Nuclear material deposited in equipment, transfer lines, and ventilation systems of a processing facility is usually referred to as holdup. In this work, we propose to use an array of detectors co-axial to the inspected pipe to measure the holdup material. This method is implementable into an automated system capable of crawling on surfaces and pipes of various curvatures, which would enable faster, easier, and more accurate holdup safeguards measurements. We first demonstrated that the current holdup assay procedure could lead to a non-negligible bias in the estimate of special nuclear material mass, due to the simplified assumption of deposited geometry introduced by the Generalized Geometry Holdup (GGH) model.
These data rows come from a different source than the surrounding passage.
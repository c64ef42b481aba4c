//! Property-based tests for envelope construction
//!
//! Random modifiers, identifiers and ids are pushed through the envelope
//! builder to check the guarantees every call relies on.

#[cfg(test)]
mod tests {
    use crate::envelope::{CallSpec, EnvelopeBuilder};
    use crate::id::UuidV7Generator;
    use odxproxy_protocol::{Action, InstanceInfo, QueryModifiers, RequestContext};
    use proptest::prelude::*;
    use std::collections::HashSet;

    // ===== Strategy Generators =====

    fn arb_context() -> impl Strategy<Value = RequestContext> {
        (
            proptest::option::of(proptest::collection::vec(1i64..100, 0..4)),
            proptest::option::of(1i64..100),
            proptest::option::of("[A-Za-z/_]{1,20}"),
            proptest::option::of("[a-z]{2}_[A-Z]{2}"),
        )
            .prop_map(|(allowed, default, tz, lang)| RequestContext {
                allowed_company_ids: allowed,
                default_company_id: default,
                tz,
                lang,
            })
    }

    fn arb_modifiers() -> impl Strategy<Value = QueryModifiers> {
        (
            proptest::option::of(proptest::collection::vec("[a-z_]{1,12}", 0..5)),
            proptest::option::of("[a-z_]{1,12} (asc|desc)"),
            proptest::option::of(any::<u32>()),
            proptest::option::of(any::<u32>()),
            proptest::option::of(arb_context()),
        )
            .prop_map(|(fields, order, limit, offset, context)| QueryModifiers {
                fields,
                order,
                limit,
                offset,
                context,
            })
    }

    fn arb_action() -> impl Strategy<Value = Action> {
        proptest::sample::select(Action::ALL.to_vec())
    }

    fn call_for(action: Action) -> CallSpec {
        match action {
            Action::Search => CallSpec::search("res.partner", vec![]),
            Action::SearchRead => CallSpec::search_read("res.partner", vec![]),
            Action::Read => CallSpec::read("res.partner", &[1]),
            Action::FieldsGet => CallSpec::fields_get("res.partner"),
            Action::SearchCount => CallSpec::search_count("res.partner", vec![]),
            Action::Create => CallSpec::create("res.partner", vec![]),
            Action::Write => CallSpec::write("res.partner", &[1], serde_json::json!({})),
            Action::Unlink => CallSpec::unlink("res.partner", &[1]),
            Action::CallMethod => CallSpec::call_method("res.partner", "name_get", vec![]),
        }
    }

    fn instance() -> InstanceInfo {
        InstanceInfo::new("http://localhost:8069", 1, "demo", "secret-key")
    }

    proptest! {
        /// Building an envelope never changes the caller's modifiers,
        /// and mutating them afterwards never changes the envelope.
        #[test]
        fn prop_keyword_copy_is_independent(
            action in arb_action(),
            keyword in arb_modifiers(),
        ) {
            let instance = instance();
            let builder = EnvelopeBuilder::new(&instance, &UuidV7Generator);
            let before = keyword.clone();

            let envelope = builder.build(call_for(action), &keyword, None);
            prop_assert_eq!(&keyword, &before);

            let sent = envelope.keyword.clone();
            let mut keyword = keyword;
            keyword.fields = Some(vec!["mutated".to_string()]);
            keyword.limit = Some(1);
            prop_assert_eq!(envelope.keyword, sent);
        }

        /// The envelope's modifiers are exactly the action's mask over the input.
        #[test]
        fn prop_envelope_keyword_matches_mask(
            action in arb_action(),
            keyword in arb_modifiers(),
        ) {
            let instance = instance();
            let builder = EnvelopeBuilder::new(&instance, &UuidV7Generator);

            let envelope = builder.build(call_for(action), &keyword, None);
            let sent = envelope.keyword.expect("keyword is always attached");
            let mask = action.allowed_modifiers();

            prop_assert!(mask.fields || sent.fields.is_none());
            prop_assert!(mask.order || sent.order.is_none());
            prop_assert!(mask.limit || sent.limit.is_none());
            prop_assert!(mask.offset || sent.offset.is_none());
            prop_assert!(mask.context || sent.context.is_none());
            prop_assert_eq!(sent, action.mask(&keyword));
        }

        /// A non-empty caller id is preserved verbatim.
        #[test]
        fn prop_caller_id_is_preserved(
            action in arb_action(),
            id in "[A-Za-z0-9-]{1,40}",
        ) {
            let instance = instance();
            let builder = EnvelopeBuilder::new(&instance, &UuidV7Generator);

            let envelope = builder.build(call_for(action), &QueryModifiers::new(), Some(&id));
            prop_assert_eq!(envelope.id.as_str(), id.as_str());
        }

        /// Generated ids are non-empty and distinct across calls.
        #[test]
        fn prop_generated_ids_are_distinct(
            actions in proptest::collection::vec(arb_action(), 1..50),
        ) {
            let instance = instance();
            let builder = EnvelopeBuilder::new(&instance, &UuidV7Generator);

            let mut seen = HashSet::new();
            for action in actions {
                let envelope = builder.build(call_for(action), &QueryModifiers::new(), Some(""));
                prop_assert!(!envelope.id.is_empty());
                prop_assert!(seen.insert(envelope.id.into_inner()));
            }
        }
    }
}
The new approach consists of imaging the inner holdup material by characterizing the detector array's response and unfolding it from the measured light output. Our experimental proof of principle consists of three NaI(Tl) detectors surrounding an aluminum pipe containing two cesium-137( 137Cs) sources. We derived the source distribution inside the pipe by first calculating the detector response matrix using a method adaptive to the surface geometry of the object containing the measured holdup material. Creating a matrix of the detector array's measured counts, we then proceed to solve an inverse problem, resulting in an accurately located source position and activity distribution within the response matrix's spatial resolution. We then developed a simulated model of the envisioned experimental setup, which accurately described both the activity and position of the source in 2D. Finally, we extended our model onto a discretized three-dimensional model of the system, encompassing 36 detectors. For the 3D simulation of four different source geometries, the model accurately localized the source position in 3D, while the activity retained a maximum relative error of +-5.32%.